À peine le voyageur est-il arrivé en présence et auprès de ces prodiges des temps pharaoniques, qu’il ne peut s’empêcher de rester quelque temps comme stupéfait et muet d’admiration devant tant de grandeur et de majesté. (...)
Qu’on songe (...) a ce qu’il a fallu de temps et de bras d’hommes pour exploiter les carrières, élever les chaussées, niveler et préparer le plateau, charrier cette quantité prodigieuse de pierres et les agencer ensuite entre elles avec un art si parfait dans la construction de ce gigantesque édifice, qu’après tant de siècles écoulés depuis, aucune assise n’a fléchi, aucun bloc n’a bougé de place. Au dire des anciens, des centaines de mille hommes ont concouru pendant de longues années à ce travail, qui semble dépasser les bornes ordinaires des forces et de la puissance humaines, et qui n’a pu s’accomplir qu’avec les efforts réunis d’un peuple tout entier. Qu’on songe aussi à l’habileté singulière et à la science consommée des architectes qui ont conçu et exécuté une pareille oeuvre. Ils devaient être certainement secondés par des astronomes fort instruits, car l’orientation toute seule d’un semblable monument, sans être mathématiquement irréprochable, est néanmoins si suffisamment exacte qu’aujourd’hui encore, on ne réussirait peut-être pas à tracer sans dévier un peu une méridienne d’une aussi grande étendue que celle-là. (...)
[À propos de la destination des pyramides] Qu’il me suffise de dire ici que les pyramides qui nous occupent en ce moment ont toujours été considérées par les anciens comme des tombeaux. Sans doute une intention astronomique a pu présider à leur orientation, mais il n’en est pas moins incontestable qu’elles avaient été élevées pour renfermer des momies royales, et ce qui le prouve, c’est que dans chacune d’entre elles on a trouvé un sarcophage. (...)
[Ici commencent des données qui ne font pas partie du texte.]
use crate::core::task::model::SqlExecutions;
use crate::core::task::status::Status;
use crate::core::task::transition::{
    MatrixTracker, Observation, StatusTracker, can_observe, can_transition,
};

use super::{cell, sql};

#[test]
fn lifecycle_happy_path_transitions_are_allowed() {
    let path = [
        (Status::Pending, Status::Running),
        (Status::Running, Status::Completed),
        (Status::Running, Status::Failed),
    ];
    for (from, to) in path {
        assert!(
            can_transition(from, to),
            "expected transition {:?} -> {:?} to be allowed",
            from,
            to
        );
    }
}

#[test]
fn terminal_states_never_step_backwards() {
    for from in [Status::Completed, Status::Failed] {
        for to in [Status::Pending, Status::Running] {
            assert!(!can_transition(from, to), "{:?} -> {:?}", from, to);
            assert!(!can_observe(from, to), "{:?} -> {:?}", from, to);
        }
    }
    assert!(!can_transition(Status::Completed, Status::Failed));
}

#[test]
fn polling_may_skip_the_running_state() {
    assert!(!can_transition(Status::Pending, Status::Completed));
    assert!(can_observe(Status::Pending, Status::Completed));
    assert!(can_observe(Status::Pending, Status::Failed));
}

#[test]
fn tracker_rejects_regressions_without_rerun() {
    let mut tracker = StatusTracker::new();
    assert_eq!(tracker.observe(Status::Running), Observation::Accepted(Status::Running));
    assert_eq!(
        tracker.observe(Status::Completed),
        Observation::Accepted(Status::Completed)
    );
    assert_eq!(
        tracker.observe(Status::Running),
        Observation::Regression {
            from: Status::Completed,
            to: Status::Running
        }
    );
    assert_eq!(tracker.last(), Some(Status::Completed));
}

#[test]
fn rerun_allows_one_restart() {
    let mut tracker = StatusTracker::new();
    tracker.observe(Status::Failed);
    tracker.mark_rerun();
    // server still reports the previous run
    assert_eq!(tracker.observe(Status::Failed), Observation::Accepted(Status::Failed));
    assert_eq!(tracker.observe(Status::Running), Observation::Accepted(Status::Running));
    assert_eq!(
        tracker.observe(Status::Completed),
        Observation::Accepted(Status::Completed)
    );
    assert!(matches!(
        tracker.observe(Status::Pending),
        Observation::Regression { .. }
    ));
}

#[test]
fn matrix_tracker_reports_regressed_cells() {
    let first: Vec<SqlExecutions> = vec![sql(
        10,
        1,
        vec![
            cell(1, 10, "db1", Status::Completed),
            cell(2, 10, "db2", Status::Running),
        ],
    )];
    let second: Vec<SqlExecutions> = vec![sql(
        10,
        1,
        vec![
            cell(1, 10, "db1", Status::Pending),
            cell(2, 10, "db2", Status::Failed),
        ],
    )];

    let mut matrix = MatrixTracker::new();
    assert!(matrix.observe(&first).is_empty());
    let regressions = matrix.observe(&second);
    assert_eq!(regressions.len(), 1);
    assert_eq!(regressions[0].0, 1);
    assert_eq!(matrix.status_of(1), Some(Status::Completed));
    assert_eq!(matrix.status_of(2), Some(Status::Failed));
    assert_eq!(matrix.status_of(99), None);
}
Telle est, dans son état actuel, l’une des villes [Memphis] les plus célèbres que les hommes aient habitées. Ses monuments sacrés et profanes ont disparu ou sont bouleversés de fond en comble. Leurs débris dispersés ont été décorer ailleurs d’autres temples et d’autres palais, ou bien sont ensevelis sous des amas de terre et de matériaux concassés. En même temps que le Nil, dans ses débordements annuels, s’empare d’une partie de l’emplacement qu’elle occupait, le sable du désert, de son côté, s’est avancé de proche en proche et recouvre de plus en plus, comme sous un linceul, une autre partie de sa primitive enceinte. Ses tombeaux seuls sont encore debout, et particulièrement ses pyramides, qui semblent jeter un défi au temps et aux hommes, et dire à l’un : Vous ne me détruirez pas, et aux autres : Vous ne m’égalerez jamais.”
Source : Gallica
(*) J’ai trouvé ces éléments biographiques sur le Dictionnaire biographique Imago Mundi. À noter qu’ils diffèrent, pour les dates, de ceux proposés par Wikipédia.